Lentamente, una tras otra, las carrozas, hasta un número de cinco, fueron abandonando el palacio del Louvre. Últimamente las reuniones del consejo privado del Cristianísimo solían ser turbulentas, y ésta tampoco había sido una excepción. En todo caso, sólo se había diferenciado de otras por su larga duración: había comenzado poco después de las nueve para concluir cerca de las tres. Los cinco hombres que allí se habían congregado no habían interrumpido la reunión ni para almorzar. Habían sido seis largas horas de debate áspero, en algunos momentos agrio, porque los pareceres encontrados de los asesores del Rey Sol se mostraban irreconciliables en puntos fundamentales del asunto sobre el que habían discutido con tanta largueza. Todos coincidían en la necesidad de ajustar una paz, porque la situación de la monarquía era muy difícil y en algunos lugares del reino verdaderamente crítica. También estaban de acuerdo en que era necesario hacer los mayores esfuerzos para alcanzarla. Las diferencias surgían cuando se ponía sobre la mesa hasta dónde se podía ceder para lograr esa paz.
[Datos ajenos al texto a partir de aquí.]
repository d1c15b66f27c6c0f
pub mod openmeteo;

pub use openmeteo::OpenMeteoClient;
use crate::config::Config;
use crate::datasources::OpenMeteoClient;
use crate::db::Database;
use crate::error::{CropwiseError, Result};
use crate::logic::CropAdvisor;
use crate::models::{CropType, HistoryPoint, Insights, WeatherReport};
use chrono::Utc;

/// Fetches weather, keeps the cache and history current and runs the advisor.
pub struct DataSyncService {
    config: Config,
    db: Database,
    client: Option<OpenMeteoClient>,
    advisor: CropAdvisor,
}

impl DataSyncService {
    pub fn new(config: Config, db: Database, advisor: CropAdvisor) -> Self {
        let client = if config.openmeteo.enabled {
            Some(OpenMeteoClient::new(
                config.openmeteo.clone(),
                config.location.clone(),
            ))
        } else {
            tracing::warn!("Open-Meteo disabled - only cached weather will be available");
            None
        };

        Self {
            config,
            db,
            client,
            advisor,
        }
    }

    fn location_key(&self) -> String {
        format!(
            "{:.4},{:.4}",
            self.config.location.latitude, self.config.location.longitude
        )
    }

    /// Current weather and forecast, from cache while it is fresh.
    ///
    /// Provider failures fall back to a stale cache entry when one exists.
    pub async fn current_weather(&self) -> Result<WeatherReport> {
        let key = self.location_key();
        let now = Utc::now();

        if let Some(cached) =
            self.db
                .get_fresh_weather(&key, self.config.history.cache_minutes, now)?
        {
            tracing::debug!(age_minutes = cached.age_minutes(now), "Using cached weather");
            return Ok(cached.report);
        }

        let fetched = match self.client {
            Some(ref client) => client.fetch_weather().await,
            None => Err(CropwiseError::DataSourceUnavailable(
                "Open-Meteo is disabled".into(),
            )),
        };

        match fetched {
            Ok(report) => {
                self.db.cache_weather(&key, &report, now)?;
                tracing::info!(days = report.forecast.len(), "Weather refreshed from Open-Meteo");
                Ok(report)
            }
            Err(e) => match self.db.get_cached_weather(&key)? {
                Some(stale) => {
                    tracing::warn!(
                        age_minutes = stale.age_minutes(now),
                        "Failed to fetch weather, using stale cache: {}",
                        e
                    );
                    Ok(stale.report)
                }
                None => Err(e),
            },
        }
    }

    /// Run the advisor on current weather and record the day's history point
    pub async fn advise(&self, crop: CropType) -> Result<Insights> {
        let report = self.current_weather().await?;

        let insights = self
            .advisor
            .insights_for(crop, &report.current, &report.forecast)
            .ok_or_else(|| {
                CropwiseError::NotFound(format!("No profile for crop {}", crop.as_str()))
            })?;

        self.record_history(crop, &report, &insights)?;

        Ok(insights)
    }

    fn record_history(
        &self,
        crop: CropType,
        report: &WeatherReport,
        insights: &Insights,
    ) -> Result<()> {
        let now = Utc::now();
        let point = HistoryPoint {
            date: now.date_naive(),
            recorded_at: now,
            crop_type: crop,
            temperature: report.current.temperature,
            humidity: report.current.humidity,
            wind_speed: report.current.wind_speed,
            precipitation: report.current.precipitation,
            rain_probability: report
                .forecast
                .first()
                .map(|d| d.rain_probability)
                .unwrap_or(0.0),
            uv_index: report.current.uv_index,
            crop_loss_risk: Some(insights.crop_loss_risk),
        };

        self.db
            .save_history_point(&point, self.config.history.max_days)
    }

    /// History for the last `days` days, capped at the retention window
    pub fn history(&self, days: u32) -> Result<Vec<HistoryPoint>> {
        self.db
            .get_history(days.min(self.config.history.max_days))
    }

    pub async fn check_connection(&self) -> ConnectionStatus {
        let openmeteo = match self.client {
            Some(ref client) => client.test_connection().await.unwrap_or(false),
            None => false,
        };

        ConnectionStatus {
            openmeteo,
            enabled: self.client.is_some(),
        }
    }
}

#[derive(Debug, Clone, Default)]
pub struct ConnectionStatus {
    pub openmeteo: bool,
    pub enabled: bool,
}

#[cfg(test)]
mod tests {
    use super::*;
    use crate::models::{ForecastDay, WeatherSnapshot};
    use chrono::Duration;

    fn offline_service() -> DataSyncService {
        let mut config = Config::default();
        config.openmeteo.enabled = false;
        DataSyncService::new(config, Database::open_in_memory().unwrap(), CropAdvisor::default())
    }

    fn report() -> WeatherReport {
        WeatherReport {
            current: WeatherSnapshot::new(18.0, 55.0).with_wind(6.0).with_uv(5.0),
            forecast: vec![
                ForecastDay {
                    rain_probability: 35.0,
                    ..ForecastDay::new(21.0, 4.0, 10.0)
                };
                5
            ],
        }
    }

    #[tokio::test]
    async fn no_provider_and_no_cache_is_unavailable() {
        let service = offline_service();
        assert!(matches!(
            service.current_weather().await,
            Err(CropwiseError::DataSourceUnavailable(_))
        ));
    }

    #[tokio::test]
    async fn stale_cache_is_used_when_provider_fails() {
        let service = offline_service();
        let key = service.location_key();
        service
            .db
            .cache_weather(&key, &report(), Utc::now() - Duration::hours(6))
            .unwrap();

        let weather = service.current_weather().await.unwrap();
        assert_eq!(weather, report());
    }

    #[tokio::test]
    async fn advise_records_history() {
        let service = offline_service();
        let key = service.location_key();
        service.db.cache_weather(&key, &report(), Utc::now()).unwrap();

        let insights = service.advise(CropType::Wheat).await.unwrap();
        let history = service.history(30).unwrap();

        assert_eq!(history.len(), 1);
        assert_eq!(history[0].crop_type, CropType::Wheat);
        assert_eq!(history[0].rain_probability, 35.0);
        assert_eq!(history[0].crop_loss_risk, Some(insights.crop_loss_risk));
    }

    #[tokio::test]
    async fn disabled_provider_reports_not_connected() {
        let status = offline_service().check_connection().await;
        assert!(!status.enabled);
        assert!(!status.openmeteo);
    }
}
mod connection;
mod migrations;
mod queries;

pub use connection::Database;
pub use queries::CachedWeather;
use crate::models::ForecastDay;

const DAY_NAMES: [&str; 5] = ["Today", "Tomorrow", "Day 3", "Day 4", "Day 5"];

/// Total forecast precipitation in mm
pub fn total_precipitation(forecast: &[ForecastDay]) -> f64 {
    forecast.iter().map(|d| d.precipitation).sum()
}

/// Mean daily forecast precipitation; zero for an empty forecast
pub fn mean_precipitation(forecast: &[ForecastDay]) -> f64 {
    if forecast.is_empty() {
        0.0
    } else {
        total_precipitation(forecast) / forecast.len() as f64
    }
}

/// Label for a forecast position. Past the fifth day the label continues
/// as "Day N".
pub fn day_name(index: usize) -> String {
    DAY_NAMES
        .get(index)
        .map(|s| s.to_string())
        .unwrap_or_else(|| format!("Day {}", index + 1))
}

#[cfg(test)]
mod tests {
    use super::*;

    #[test]
    fn mean_of_empty_forecast_is_zero() {
        assert_eq!(mean_precipitation(&[]), 0.0);
        assert_eq!(total_precipitation(&[]), 0.0);
    }

    #[test]
    fn mean_and_total() {
        let forecast = vec![
            ForecastDay::new(25.0, 2.0, 5.0),
            ForecastDay::new(25.0, 4.0, 5.0),
            ForecastDay::new(25.0, 0.0, 5.0),
        ];
        assert!((total_precipitation(&forecast) - 6.0).abs() < 1e-9);
        assert!((mean_precipitation(&forecast) - 2.0).abs() < 1e-9);
    }

    #[test]
    fn day_names() {
        assert_eq!(day_name(0), "Today");
        assert_eq!(day_name(1), "Tomorrow");
        assert_eq!(day_name(4), "Day 5");
        assert_eq!(day_name(5), "Day 6");
    }
}
//! Plain-text rendering for the CLI.

use crate::models::{CropProfileTable, HistoryPoint, HistorySummary, Insights, RiskBand};
use std::fmt::Write;

fn risk_label(score: u8) -> &'static str {
    RiskBand::from_score(u32::from(score)).as_str()
}

pub fn render_insights(insights: &Insights) -> String {
    let mut out = String::new();

    let _ = writeln!(out, "{} Advisory", insights.crop_name);
    let _ = writeln!(out, "{}", "=".repeat(insights.crop_name.len() + 9));
    let _ = writeln!(
        out,
        "Crop loss risk: {}/100 ({})",
        insights.crop_loss_risk,
        risk_label(insights.crop_loss_risk)
    );
    let _ = writeln!(out);

    let _ = writeln!(out, "Current Conditions");
    for (label, metric) in insights.current_conditions.entries() {
        let _ = writeln!(
            out,
            "  {} {:<14} {:>6.1}  {:<9} {}",
            metric.status.symbol(),
            label,
            metric.value,
            metric.status.as_str(),
            metric.message
        );
    }
    let _ = writeln!(out);

    let irrigation = &insights.irrigation_recommendation;
    let _ = writeln!(out, "Irrigation");
    if irrigation.needed {
        let _ = writeln!(
            out,
            "  {} urgency, {}mm, {}",
            irrigation.urgency, irrigation.amount, irrigation.timing
        );
    }
    let _ = writeln!(out, "  {}", irrigation.message);
    let _ = writeln!(out);

    let pest = &insights.pest_disease_risk;
    let _ = writeln!(
        out,
        "Pest & Disease Risk: {} (score {})",
        pest.overall_risk, pest.risk_score
    );
    for risk in &pest.risks {
        let _ = writeln!(out, "  [{}] {}: {}", risk.severity.as_str(), risk.kind, risk.message);
        let _ = writeln!(out, "      Prevention: {}", risk.prevention);
    }
    let _ = writeln!(out);

    let _ = writeln!(out, "Activity Planner");
    for (activity, day) in insights.activity_planner.entries() {
        let _ = writeln!(
            out,
            "  {:<10} {:<9} {:>3}  {}",
            activity, day.day, day.score, day.reason
        );
    }

    if !insights.recommendations.is_empty() {
        let _ = writeln!(out);
        let _ = writeln!(out, "Recommendations");
        for rec in &insights.recommendations {
            let _ = writeln!(
                out,
                "  {} [{}] {}",
                rec.priority.symbol(),
                rec.category,
                rec.message
            );
        }
    }

    out
}

pub fn render_profiles(table: &CropProfileTable) -> String {
    let mut out = String::new();

    let _ = writeln!(
        out,
        "{:<11} {:>13} {:>11} {:>13} {:>11} {:>15} {:>11} {:>5} {:>4}",
        "Crop", "Temp °C", "Optimal", "Humidity %", "Optimal", "Rainfall mm", "Optimal", "Wind", "UV"
    );
    for (crop, p) in table.iter() {
        let _ = writeln!(
            out,
            "{:<11} {:>13} {:>11} {:>13} {:>11} {:>15} {:>11} {:>5} {:>4}",
            crop.display_name(),
            format!("{}-{}", p.temp_min, p.temp_max),
            format!("{}-{}", p.temp_optimal.0, p.temp_optimal.1),
            format!("{}-{}", p.humidity_min, p.humidity_max),
            format!("{}-{}", p.humidity_optimal.0, p.humidity_optimal.1),
            format!("{}-{}", p.rainfall_min, p.rainfall_max),
            format!("{}-{}", p.rainfall_optimal.0, p.rainfall_optimal.1),
            p.wind_max,
            p.uv_index_max
        );
    }

    out
}

pub fn render_history(points: &[HistoryPoint]) -> String {
    let mut out = String::new();

    if points.is_empty() {
        let _ = writeln!(out, "No history recorded yet. Run `cropwise advise` first.");
        return out;
    }

    let _ = writeln!(
        out,
        "{:<10}  {:<10} {:>7} {:>6} {:>7} {:>7} {:>5} {:>4} {:>5}",
        "Date", "Crop", "Temp", "Hum%", "Wind", "Rain", "Pop%", "UV", "Risk"
    );
    for p in points {
        let risk = p
            .crop_loss_risk
            .map(|r| r.to_string())
            .unwrap_or_else(|| "-".into());
        let _ = writeln!(
            out,
            "{:<10}  {:<10} {:>7.1} {:>6.0} {:>7.1} {:>7.1} {:>5.0} {:>4.0} {:>5}",
            p.date.format("%Y-%m-%d"),
            p.crop_type.display_name(),
            p.temperature,
            p.humidity,
            p.wind_speed,
            p.precipitation,
            p.rain_probability,
            p.uv_index,
            risk
        );
    }

    let summary = HistorySummary::from_points(points);
    let _ = writeln!(out);
    let _ = writeln!(out, "{} days recorded", summary.points);
    if let Some(avg) = summary.avg_temperature {
        let _ = writeln!(
            out,
            "Average temperature: {:.1}°C ({})",
            avg, summary.temperature_trend
        );
    }
    let _ = writeln!(
        out,
        "Rainfall: {:.1}mm over {} rainy days",
        summary.total_precipitation, summary.days_with_rain
    );
    let _ = writeln!(out, "Crop loss risk: {}", summary.risk_trend);

    out
}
—La situación es tal que, en las actuales condiciones, resulta poco menos que imposible levantar un solo regimiento. Ya no podemos exigir más. Las noticias que llegan de todas partes son alarmantes. Informes secretos de los oficiales reclutadores indican que en algunos lugares se murmura abiertamente contra su majestad. —El señor de Chamaillart, ministro de la guerra, siguió enunciando las dificultades que había no sólo para levantar nuevas tropas, sino para equiparlas de forma adecuada.
—Siempre ha habido problemas cuando de reclutar hombres para la guerra se trata, eso no es nuevo, Chamaillart. Ni conozco a nadie en la real tesorería que haya hablado, jamás, de abundancia.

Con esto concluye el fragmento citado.